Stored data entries
-------

//! Rendering for the viewer TUI.
//!
//! The scene is drawn as two orthographic projections in a local
//! east/north/up frame anchored at the first path point (or the bit when
//! there is no path): a plan view looking down and a vertical section with
//! horizontal displacement against height.

use crate::geo::{EnuFrame, Position};
use crate::health::format_uptime;
use crate::scene::Color as SceneColor;
use crate::tui::app::App;
use crate::viewer::{Viewer, BIT_ENTITY_NAME, STATUS_CONNECTED};
use ratatui::{
    layout::{Constraint, Direction, Layout, Rect},
    style::{Color, Modifier, Style},
    symbols::Marker,
    text::{Line, Span},
    widgets::{
        canvas::{Canvas, Line as CanvasLine, Points},
        Block, Borders, Paragraph,
    },
    Frame,
};

const HEADER_TEXT: &str = "drillview";

/// Footer text showing available keybindings.
const FOOTER_TEXT: &str =
    "[c] Connect  [f] Fly to bit  [x] Clear  [+/-] Diameter  [p] Colour  [q] Quit";

const VERSION_TEXT: &str = concat!("v", env!("CARGO_PKG_VERSION"));

/// Smallest half-extent of a view, in metres.
const MIN_HALF_SPAN: f64 = 10.0;

/// Path and bit projected into the local frame.
#[derive(Debug, Default, PartialEq)]
pub struct Projection {
    /// `(east, north)` per path point.
    pub plan: Vec<(f64, f64)>,
    /// `(horizontal displacement, up)` per path point.
    pub section: Vec<(f64, f64)>,
    pub bit_plan: Option<(f64, f64)>,
    pub bit_section: Option<(f64, f64)>,
}

impl Projection {
    pub fn of(viewer: &Viewer) -> Self {
        let bit = viewer.bit_position();
        let Some(origin) = viewer.path().first().copied().or(bit) else {
            return Self::default();
        };
        let frame = EnuFrame::at(Position::new(origin.lon, origin.lat, 0.0));
        let project = |p: &Position| {
            let [e, n, u] = frame.project(p.to_cartesian());
            ((e, n), (e.hypot(n), u))
        };

        let (plan, section): (Vec<_>, Vec<_>) = viewer.path().iter().map(project).unzip();
        let bit = bit.as_ref().map(project);
        Self {
            plan,
            section,
            bit_plan: bit.map(|b| b.0),
            bit_section: bit.map(|b| b.1),
        }
    }
}

/// Square-ish bounds around `points`, padded by 10%.
pub fn bounds(points: impl IntoIterator<Item = (f64, f64)>) -> ([f64; 2], [f64; 2]) {
    let mut iter = points.into_iter();
    let Some((x0, y0)) = iter.next() else {
        return ([-MIN_HALF_SPAN, MIN_HALF_SPAN], [-MIN_HALF_SPAN, MIN_HALF_SPAN]);
    };
    let (mut min_x, mut max_x, mut min_y, mut max_y) = (x0, x0, y0, y0);
    for (x, y) in iter {
        min_x = min_x.min(x);
        max_x = max_x.max(x);
        min_y = min_y.min(y);
        max_y = max_y.max(y);
    }
    let half = ((max_x - min_x).max(max_y - min_y) / 2.0 * 1.1).max(MIN_HALF_SPAN);
    let (cx, cy) = ((min_x + max_x) / 2.0, (min_y + max_y) / 2.0);
    ([cx - half, cx + half], [cy - half, cy + half])
}

fn to_tui_color(color: SceneColor) -> Color {
    let [r, g, b, _] = color.to_bytes();
    Color::Rgb(r, g, b)
}

fn pipe_color(viewer: &Viewer) -> Color {
    viewer
        .pipe_entity()
        .and_then(|e| e.polyline_volume.as_ref())
        .map(|v| to_tui_color(v.material))
        .unwrap_or(Color::Green)
}

/// Renders the whole screen: header, plan and section views, info panel and
/// footer.
pub fn render(frame: &mut Frame, app: &App) {
    let chunks = Layout::default()
        .direction(Direction::Vertical)
        .constraints([
            Constraint::Length(1),
            Constraint::Min(5),
            Constraint::Length(1),
        ])
        .split(frame.area());

    render_header(frame, app, chunks[0]);

    let body = Layout::default()
        .direction(Direction::Horizontal)
        .constraints([
            Constraint::Percentage(38),
            Constraint::Percentage(32),
            Constraint::Min(30),
        ])
        .split(chunks[1]);

    let projection = Projection::of(&app.viewer);
    let color = pipe_color(&app.viewer);
    render_view(
        frame,
        body[0],
        " Plan (E/N) ",
        &projection.plan,
        projection.bit_plan,
        color,
    );
    render_view(
        frame,
        body[1],
        " Section (H/Up) ",
        &projection.section,
        projection.bit_section,
        color,
    );
    render_info(frame, app, body[2]);
    render_footer(frame, app, chunks[2]);
}

fn render_header(frame: &mut Frame, app: &App, area: Rect) {
    let status = app.viewer.status();
    let status_style = if status == STATUS_CONNECTED {
        Style::default().fg(Color::Green)
    } else {
        Style::default().fg(Color::Yellow)
    };
    let line = Line::from(vec![
        Span::styled(
            HEADER_TEXT,
            Style::default().add_modifier(Modifier::BOLD),
        ),
        Span::raw(format!(" {}  ", VERSION_TEXT)),
        Span::styled(status.to_string(), status_style),
    ]);
    frame.render_widget(Paragraph::new(line), area);
}

fn render_view(
    frame: &mut Frame,
    area: Rect,
    title: &str,
    path: &[(f64, f64)],
    bit: Option<(f64, f64)>,
    color: Color,
) {
    let (x_bounds, y_bounds) = bounds(path.iter().copied().chain(bit));
    let canvas = Canvas::default()
        .block(Block::default().borders(Borders::ALL).title(title.to_string()))
        .marker(Marker::Braille)
        .x_bounds(x_bounds)
        .y_bounds(y_bounds)
        .paint(move |ctx| {
            for w in path.windows(2) {
                ctx.draw(&CanvasLine {
                    x1: w[0].0,
                    y1: w[0].1,
                    x2: w[1].0,
                    y2: w[1].1,
                    color,
                });
            }
            if let Some((x, y)) = bit {
                ctx.draw(&Points {
                    coords: &[(x, y)],
                    color: Color::Yellow,
                });
                ctx.print(x, y, Span::styled(BIT_ENTITY_NAME, Style::default().fg(Color::Yellow)));
            }
        });
    frame.render_widget(canvas, area);
}

fn format_position(p: Position) -> String {
    format!("{:.5}, {:.5}, {:.1} m", p.lon, p.lat, p.height)
}

/// Lines of the info panel.
pub fn info_lines(app: &App) -> Vec<String> {
    let viewer = &app.viewer;
    let settings = viewer.settings();
    let mut lines = vec![
        format!("Server: {}", app.server),
        format!("Status: {}", viewer.status()),
        String::new(),
        match viewer.bit_position() {
            Some(p) => format!("Bit: {}", format_position(p)),
            None => "Bit: -".to_string(),
        },
        match viewer.md() {
            Some(md) => format!("MD: {:.1} m", md),
            None => "MD: -".to_string(),
        },
        format!("Path: {} points", viewer.path().len()),
        format!(
            "Pipe: {:.2} m {}",
            settings.effective_diameter(),
            settings.color
        ),
    ];

    if let Some(mesh) = viewer
        .pipe_entity()
        .and_then(|e| e.polyline_volume.as_ref())
        .and_then(|v| v.mesh.as_ref())
    {
        lines.push(format!(
            "Mesh: {} vertices, {} triangles",
            mesh.vertex_count(),
            mesh.triangle_count()
        ));
    }

    let view = viewer.camera().view();
    lines.push(String::new());
    lines.push(format!("Camera: {}", format_position(view.position)));
    lines.push(format!(
        "  heading {:.0}, pitch {:.0}{}",
        view.heading,
        view.pitch,
        if viewer.camera().is_flying() { " (flying)" } else { "" }
    ));

    if let Some(at) = viewer.last_update() {
        let age = (chrono::Local::now() - at).num_seconds().max(0) as u64;
        lines.push(format!(
            "Last update: {} ({} ago)",
            at.format("%H:%M:%S"),
            format_uptime(age)
        ));
    }
    lines
}

fn render_info(frame: &mut Frame, app: &App, area: Rect) {
    let text: Vec<Line> = info_lines(app).into_iter().map(Line::from).collect();
    let paragraph = Paragraph::new(text).block(Block::default().borders(Borders::ALL).title(" Info "));
    frame.render_widget(paragraph, area);
}

fn render_footer(frame: &mut Frame, app: &App, area: Rect) {
    let line = match &app.status_message {
        Some((msg, _)) => Line::from(Span::styled(
            msg.clone(),
            Style::default().fg(Color::Cyan),
        )),
        None => Line::from(Span::styled(
            FOOTER_TEXT,
            Style::default().fg(Color::DarkGray),
        )),
    };
    frame.render_widget(Paragraph::new(line), area);
}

-------

* [Directions] Your reply should be the number of lines in the entries that contain "settings", nothing more.

* [Written response] 3